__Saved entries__

//! OS-independent file stream with byte-range advisory locking
//!
//! 与操作系统无关、支持字节范围建议锁的文件流
//!
//! This library gives one file stream contract over two incompatible native models:
//! descriptor-based, signal-interruptible I/O (unix, via `fcntl` record locks) and
//! handle-based I/O (Windows, via `LockFileEx`). Differences between them are
//! normalized into one rule set and one error taxonomy.
//!
//! 本库在两种互不兼容的原生模型之上提供统一的文件流契约：
//! 基于描述符、可被信号中断的 I/O（unix，使用 `fcntl` 记录锁）
//! 和基于句柄的 I/O（Windows，使用 `LockFileEx`）。
//! 两者之间的差异被规范化为一套规则和一套错误分类。
//!
//! # Features
//!
//! - **Byte-range locks**: shared/exclusive, blocking, non-blocking or timed, with
//!   in-place upgrade that never loses the original shared lock on failure
//! - **Explicit creation policy**: open-existing, create-if-missing, create-exclusive,
//!   truncate; ambiguous combinations are rejected
//! - **Inheritance control**: each handle is explicitly inheritable or not
//! - **Exactly-once release**: close is idempotent and drains held locks
//! - **Safety proxy**: [`Synchronized`] serializes any target across threads or processes
//!
//! # 特性
//!
//! - **字节范围锁**：共享/独占，阻塞、非阻塞或限时，支持原地升级，失败时不会丢失原有共享锁
//! - **显式创建策略**：打开已有、缺失时创建、独占创建、截断；拒绝含义不明的组合
//! - **继承控制**：每个句柄显式设置是否可继承
//! - **仅一次释放**：close 幂等，并会释放所有持有的锁
//! - **安全代理**：[`Synchronized`] 在线程或进程之间串行化任意目标
//!
//! # Quick Start
//!
//! ```
//! use lockstream::{
//!     Access, Creation, ExclusionScope, FileStream, LockMode, LockRange, OpenMode, Result,
//!     Stream, Synchronized,
//! };
//! use std::io::SeekFrom;
//! # use tempfile::tempdir;
//! # fn main() -> Result<()> {
//! # let dir = tempdir()?;
//! # let path = dir.path().join("journal.bin");
//!
//! let mode = OpenMode::new(Access::ReadWrite).creation(Creation::TruncateExisting);
//! let stream = Synchronized::new(Stream::open(&path, mode)?, ExclusionScope::Thread)?;
//!
//! // Threads share the proxy; each write_all runs as one serialized operation
//! // 线程共享代理；每次 write_all 作为一个串行化操作执行
//! std::thread::scope(|s| {
//!     for i in 0..4u8 {
//!         let mut handle = &stream;
//!         s.spawn(move || handle.write_all(&[i; 8]));
//!     }
//! });
//!
//! let mut handle = &stream;
//! handle.lock(LockRange::new(0, 32, LockMode::Shared)?, lockstream::Wait::Forever)?;
//! handle.seek(SeekFrom::Start(0))?;
//! let mut buf = [0u8; 32];
//! handle.read_exact(&mut buf)?;
//! handle.close()?;
//! # Ok(())
//! # }
//! ```
//!
//! # Main Types
//!
//! - [`Stream`]: the file stream facade
//! - [`FileStream`]: the operations a stream offers
//! - [`OpenMode`], [`Access`], [`Creation`]: how the file is opened
//! - [`LockRange`], [`ByteSpan`], [`LockMode`], [`Wait`]: lock requests
//! - [`Backend`]: the native capability table, see [`native()`]
//! - [`Synchronized`], [`ThreadLock`], [`NamedLock`]: the safety proxy
//!
//! # 主要类型
//!
//! - [`Stream`]：文件流门面
//! - [`FileStream`]：流提供的操作
//! - [`OpenMode`]、[`Access`]、[`Creation`]：文件的打开方式
//! - [`LockRange`]、[`ByteSpan`]、[`LockMode`]、[`Wait`]：加锁请求
//! - [`Backend`]：原生能力表，见 [`native()`]
//! - [`Synchronized`]、[`ThreadLock`]、[`NamedLock`]：安全代理

mod stream;
mod sync;

pub use stream::{
    native, Access, Backend, ByteSpan, Creation, Error, FileIdentity, FileStat, FileStream,
    LockCapabilities, LockMode, LockPolicy, LockRange, LockTable, OpenMode, RawHandle, Resource,
    Result, Stream, Wait,
};
pub use sync::{
    Entered, Exclusion, ExclusionGuard, ExclusionScope, NamedLock, Synchronized, ThreadLock,
};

__What you are asked to do__
Report every line above that has the string "LockFileEx" in it.

__Output of the task__
//! handle-based I/O (Windows, via `LockFileEx`). Differences between them are
//! 和基于句柄的 I/O（Windows，使用 `LockFileEx`）。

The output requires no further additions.